Thank you for your recent article about Match Day, the day where 115 fourth-year medical students at the Alpert Medical School were selected for post-graduation residency positions (“Med students find success on Match Day,” Apr. 4). However, as members of the Med School community in different capacities — a recent alum and a faculty member who was quoted in the article — we found parts of the article to be misleading and worthy of a more nuanced discussion.


Firstly, the accompanying graphic distorts and oversimplifies match rates at Brown. Not all students pursue residency positions after graduation, and a 94 percent versus 97 percent rate (last year’s match rate) in this context is statistically insignificant. The graph artificially projecting 97 percent to be over twice as high as 94 percent is particularly misleading and appears to insinuate a trend where none exists.


More importantly, the article very selectively quotes one of us by focusing on match rates for competitive specialties as the only indicator of a “good medical school.” No other indicators of medical school “success” are mentioned in the article, though many such indicators exist that we had originally discussed — for example, the proportion of medical students who matched at an outstanding training program, a top hospital or one of their top choices. As you can imagine, medical schools are difficult to objectively rank (similar to universities) because of the variety of intertwining factors that affect a school’s perceived quality. What is very clear, however, is that judging a medical school’s match only by the presence of competitive specialties is bad for applicants and bad for our health care system.


For medical school applicants, focusing on ophthalmology or orthopedic surgery match rates neglects to take into account the very personal factors that go into a student’s decision to pursue residencies in these specialties versus others — not to mention the fact that matching to a top hospital in a “non-competitive specialty” is, in reality, an equally worthy accomplishment.

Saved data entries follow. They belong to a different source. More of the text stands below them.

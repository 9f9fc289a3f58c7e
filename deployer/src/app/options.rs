//! Deployment options

use std::fmt;
use std::path::PathBuf;
use std::str::FromStr;

use serde::{Deserialize, Serialize};
use serde_json::{Map, Value};

use crate::deploy::git::RemoteConfigRequest;
use crate::errors::DeployerError;
use crate::filesys::dir::Dir;
use crate::storage::env::Environment;
use crate::storage::settings::{PathSettings, Settings};

/// The closed set of deployment targets
#[derive(Debug, Clone, Copy, PartialEq, Eq, Hash, Serialize, Deserialize)]
#[serde(rename_all = "lowercase")]
pub enum DeploymentType {
    /// Reverse proxy tier
    Proxy,
    /// Application service
    Service,
    /// Runtime-only node
    Node,
}

impl DeploymentType {
    pub const ALL: [DeploymentType; 3] = [
        DeploymentType::Proxy,
        DeploymentType::Service,
        DeploymentType::Node,
    ];

    pub fn as_str(&self) -> &'static str {
        match self {
            DeploymentType::Proxy => "proxy",
            DeploymentType::Service => "service",
            DeploymentType::Node => "node",
        }
    }
}

impl fmt::Display for DeploymentType {
    fn fmt(&self, f: &mut fmt::Formatter<'_>) -> fmt::Result {
        f.write_str(self.as_str())
    }
}

impl FromStr for DeploymentType {
    type Err = DeployerError;

    fn from_str(s: &str) -> Result<Self, Self::Err> {
        match s.trim().to_lowercase().as_str() {
            "proxy" | "nginx" => Ok(DeploymentType::Proxy),
            "service" => Ok(DeploymentType::Service),
            "node" | "nodejs" => Ok(DeploymentType::Node),
            _ => Err(DeployerError::ConfigError(format!(
                "Deployment type '{}' is not supported, choose one of {}",
                s,
                DeploymentType::ALL.map(|t| t.as_str()).join(", ")
            ))),
        }
    }
}

/// Where artifacts go and where the configuration repository is cloned
#[derive(Debug, Clone, PartialEq, Eq)]
pub struct DeploymentPaths {
    pub output_root: PathBuf,
    pub remote_config_root: PathBuf,
}

impl From<&PathSettings> for DeploymentPaths {
    fn from(paths: &PathSettings) -> Self {
        Self {
            output_root: paths.output_root.clone(),
            remote_config_root: paths.remote_config_root.clone(),
        }
    }
}

/// Parsed `config.json` from the configuration repository
#[derive(Debug, Clone, Default, PartialEq)]
pub struct ConfigOverlay(Map<String, Value>);

impl ConfigOverlay {
    pub const FILE_NAME: &'static str = "config.json";

    /// Load `config.json` from a checkout
    pub async fn load(checkout: &Dir) -> Result<Self, DeployerError> {
        let file = checkout.file(Self::FILE_NAME);
        let value: Value = file.read_json().await.map_err(|e| {
            DeployerError::ConfigError(format!(
                "Unable to load {} from configuration repository: {}",
                file.path().display(),
                e
            ))
        })?;
        Self::from_value(value)
    }

    /// The overlay must be a JSON object
    pub fn from_value(value: Value) -> Result<Self, DeployerError> {
        match value {
            Value::Object(map) => Ok(Self(map)),
            other => Err(DeployerError::ConfigError(format!(
                "Configuration overlay must be a JSON object, got {}",
                json_kind(&other)
            ))),
        }
    }

    pub fn get(&self, key: &str) -> Option<&Value> {
        self.0.get(key)
    }
}

fn json_kind(value: &Value) -> &'static str {
    match value {
        Value::Null => "null",
        Value::Bool(_) => "a boolean",
        Value::Number(_) => "a number",
        Value::String(_) => "a string",
        Value::Array(_) => "an array",
        Value::Object(_) => "an object",
    }
}

/// Validated options handed to a deployment handler
#[derive(Debug, Clone)]
pub struct DeploymentOptions {
    pub deployment_type: DeploymentType,
    pub paths: DeploymentPaths,
    /// Present only when a configuration repository was fetched
    pub overlay: Option<ConfigOverlay>,
}

/// Inputs of a run, before the deployment type is validated
#[derive(Debug)]
pub struct RunOptions {
    pub paths: DeploymentPaths,
    /// Consumed by the first run
    pub remote_config: Option<RemoteConfigRequest>,
}

impl RunOptions {
    pub fn from_settings(settings: &Settings, env: &Environment) -> Result<Self, DeployerError> {
        Ok(Self {
            paths: DeploymentPaths::from(&settings.paths),
            remote_config: RemoteConfigRequest::from_settings(&settings.config_repo, env)?,
        })
    }
}
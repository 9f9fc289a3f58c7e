//! Proxy configuration directory layout

use std::path::{Path, PathBuf};

use serde::{Deserialize, Serialize};

/// Host platform convention for where nginx picks up configuration
#[derive(Debug, Clone, Copy, PartialEq, Eq, Serialize, Deserialize)]
#[serde(rename_all = "lowercase")]
pub enum Platform {
    /// Homebrew nginx, everything under `servers/`
    Mac,
    /// Debian-style `conf.d/` and `sites-enabled/`
    Ubuntu,
    /// Anything else, everything under `nginx/`
    Generic,
}

impl Platform {
    /// Platform of the machine we were built for
    pub fn host() -> Self {
        if cfg!(target_os = "macos") {
            Platform::Mac
        } else if cfg!(target_os = "linux") {
            Platform::Ubuntu
        } else {
            Platform::Generic
        }
    }
}

impl Default for Platform {
    fn default() -> Self {
        Self::host()
    }
}

impl std::str::FromStr for Platform {
    type Err = std::convert::Infallible;

    // unknown discriminators fall back to the generic layout
    fn from_str(s: &str) -> Result<Self, Self::Err> {
        Ok(match s.trim().to_lowercase().as_str() {
            "mac" | "macos" | "darwin" => Platform::Mac,
            "ubuntu" | "debian" => Platform::Ubuntu,
            _ => Platform::Generic,
        })
    }
}

/// Directory layout of generated proxy configuration
#[derive(Debug, Clone)]
pub struct ProxyLayout {
    /// Proxy install root (e.g. `/etc/nginx`)
    pub root: PathBuf,

    /// Directory convention
    pub platform: Platform,
}

impl ProxyLayout {
    /// Create a new layout
    pub fn new(root: impl Into<PathBuf>, platform: Platform) -> Self {
        Self {
            root: root.into(),
            platform,
        }
    }

    /// Directory receiving `upstream.conf`
    pub fn upstream_dir(&self) -> PathBuf {
        match self.platform {
            Platform::Mac => self.root.join("servers"),
            Platform::Ubuntu => self.root.join("conf.d"),
            Platform::Generic => self.root.join("nginx"),
        }
    }

    /// Directory receiving server block files
    pub fn sites_dir(&self) -> PathBuf {
        match self.platform {
            Platform::Mac => self.root.join("servers"),
            Platform::Ubuntu => self.root.join("sites-enabled"),
            Platform::Generic => self.root.join("nginx"),
        }
    }

    /// Path of the upstream pool file
    pub fn upstream_file(&self) -> PathBuf {
        self.upstream_dir().join("upstream.conf")
    }

    /// Path of a server block file
    pub fn site_file(&self, file_name: &str) -> PathBuf {
        self.sites_dir().join(file_name)
    }

    pub fn root(&self) -> &Path {
        &self.root
    }
}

For the health care system at large, a distorted focus on narrow subspecialties plays a looming role in our ever pricier but ever more fragmented model of health care delivery. Primary care providers are the centerpiece of our future health care system, and the Med School’s admirable primary care match rate — as well as our innovative Primary Care / Population Health MD-ScM program — are, in our opinion, far more important factors in making our medical school “good.”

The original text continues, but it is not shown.